INSTRUCTIONS TO FOLLOW: Every line below should be duplicated exactly.

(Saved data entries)
☆ ☆ ☆ ☆

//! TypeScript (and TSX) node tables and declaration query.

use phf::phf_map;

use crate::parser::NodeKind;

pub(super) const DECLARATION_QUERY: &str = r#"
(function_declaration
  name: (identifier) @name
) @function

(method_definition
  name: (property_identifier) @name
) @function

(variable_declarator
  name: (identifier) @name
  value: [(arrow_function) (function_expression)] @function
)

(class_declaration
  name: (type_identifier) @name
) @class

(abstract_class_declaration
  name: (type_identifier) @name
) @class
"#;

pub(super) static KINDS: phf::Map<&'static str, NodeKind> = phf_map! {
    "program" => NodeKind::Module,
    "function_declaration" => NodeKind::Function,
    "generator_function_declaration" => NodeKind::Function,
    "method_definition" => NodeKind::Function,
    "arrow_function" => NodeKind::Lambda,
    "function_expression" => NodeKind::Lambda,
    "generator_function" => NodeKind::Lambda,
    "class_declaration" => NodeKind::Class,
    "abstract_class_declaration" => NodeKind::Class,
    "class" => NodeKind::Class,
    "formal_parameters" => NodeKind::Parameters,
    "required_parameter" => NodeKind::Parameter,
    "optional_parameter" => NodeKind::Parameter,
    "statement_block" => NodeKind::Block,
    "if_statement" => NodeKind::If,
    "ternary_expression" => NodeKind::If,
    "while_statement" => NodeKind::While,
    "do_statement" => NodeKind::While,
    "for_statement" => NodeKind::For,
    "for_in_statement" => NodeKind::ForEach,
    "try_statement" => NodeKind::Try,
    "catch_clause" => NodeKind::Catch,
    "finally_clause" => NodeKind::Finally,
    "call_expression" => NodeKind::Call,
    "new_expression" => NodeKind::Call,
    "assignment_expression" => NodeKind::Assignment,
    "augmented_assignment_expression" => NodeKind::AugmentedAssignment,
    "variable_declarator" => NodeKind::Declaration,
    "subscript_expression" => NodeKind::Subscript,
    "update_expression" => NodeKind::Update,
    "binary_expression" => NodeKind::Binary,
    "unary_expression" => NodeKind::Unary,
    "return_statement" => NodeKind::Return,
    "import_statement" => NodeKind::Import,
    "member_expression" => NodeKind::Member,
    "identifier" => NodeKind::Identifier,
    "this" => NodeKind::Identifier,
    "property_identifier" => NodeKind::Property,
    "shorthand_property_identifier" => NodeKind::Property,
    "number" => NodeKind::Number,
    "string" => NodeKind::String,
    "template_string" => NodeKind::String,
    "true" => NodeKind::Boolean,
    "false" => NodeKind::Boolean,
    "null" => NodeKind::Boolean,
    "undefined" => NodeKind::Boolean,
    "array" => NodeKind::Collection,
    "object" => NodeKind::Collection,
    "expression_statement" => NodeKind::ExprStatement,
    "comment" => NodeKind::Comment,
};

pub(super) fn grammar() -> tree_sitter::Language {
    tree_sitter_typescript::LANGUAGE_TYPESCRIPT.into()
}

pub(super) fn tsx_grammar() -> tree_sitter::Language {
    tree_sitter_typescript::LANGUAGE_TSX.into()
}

☆ ☆ ☆ ☆

RESPONSE BOX:
//! TypeScript (and TSX) node tables and declaration query.

use phf::phf_map;

use crate::parser::NodeKind;

pub(super) const DECLARATION_QUERY: &str = r#"
(function_declaration
  name: (identifier) @name
) @function

(method_definition
  name: (property_identifier) @name
) @function

(variable_declarator
  name: (identifier) @name
  value: [(arrow_function) (function_expression)] @function
)

(class_declaration
  name: (type_identifier) @name
) @class

(abstract_class_declaration
  name: (type_identifier) @name
) @class
"#;

pub(super) static KINDS: phf::Map<&'static str, NodeKind> = phf_map! {
    "program" => NodeKind::Module,
    "function_declaration" => NodeKind::Function,
    "generator_function_declaration" => NodeKind::Function,
    "method_definition" => NodeKind::Function,
    "arrow_function" => NodeKind::Lambda,
    "function_expression" => NodeKind::Lambda,
    "generator_function" => NodeKind::Lambda,
    "class_declaration" => NodeKind::Class,
    "abstract_class_declaration" => NodeKind::Class,
    "class" => NodeKind::Class,
    "formal_parameters" => NodeKind::Parameters,
    "required_parameter" => NodeKind::Parameter,
    "optional_parameter" => NodeKind::Parameter,
    "statement_block" => NodeKind::Block,
    "if_statement" => NodeKind::If,
    "ternary_expression" => NodeKind::If,
    "while_statement" => NodeKind::While,
    "do_statement" => NodeKind::While,
    "for_statement" => NodeKind::For,
    "for_in_statement" => NodeKind::ForEach,
    "try_statement" => NodeKind::Try,
    "catch_clause" => NodeKind::Catch,
    "finally_clause" => NodeKind::Finally,
    "call_expression" => NodeKind::Call,
    "new_expression" => NodeKind::Call,
    "assignment_expression" => NodeKind::Assignment,
    "augmented_assignment_expression" => NodeKind::AugmentedAssignment,
    "variable_declarator" => NodeKind::Declaration,
    "subscript_expression" => NodeKind::Subscript,
    "update_expression" => NodeKind::Update,
    "binary_expression" => NodeKind::Binary,
    "unary_expression" => NodeKind::Unary,
    "return_statement" => NodeKind::Return,
    "import_statement" => NodeKind::Import,
    "member_expression" => NodeKind::Member,
    "identifier" => NodeKind::Identifier,
    "this" => NodeKind::Identifier,
    "property_identifier" => NodeKind::Property,
    "shorthand_property_identifier" => NodeKind::Property,
    "number" => NodeKind::Number,
    "string" => NodeKind::String,
    "template_string" => NodeKind::String,
    "true" => NodeKind::Boolean,
    "false" => NodeKind::Boolean,
    "null" => NodeKind::Boolean,
    "undefined" => NodeKind::Boolean,
    "array" => NodeKind::Collection,
    "object" => NodeKind::Collection,
    "expression_statement" => NodeKind::ExprStatement,
    "comment" => NodeKind::Comment,
};

pub(super) fn grammar() -> tree_sitter::Language {
    tree_sitter_typescript::LANGUAGE_TYPESCRIPT.into()
}

pub(super) fn tsx_grammar() -> tree_sitter::Language {
    tree_sitter_typescript::LANGUAGE_TSX.into()
}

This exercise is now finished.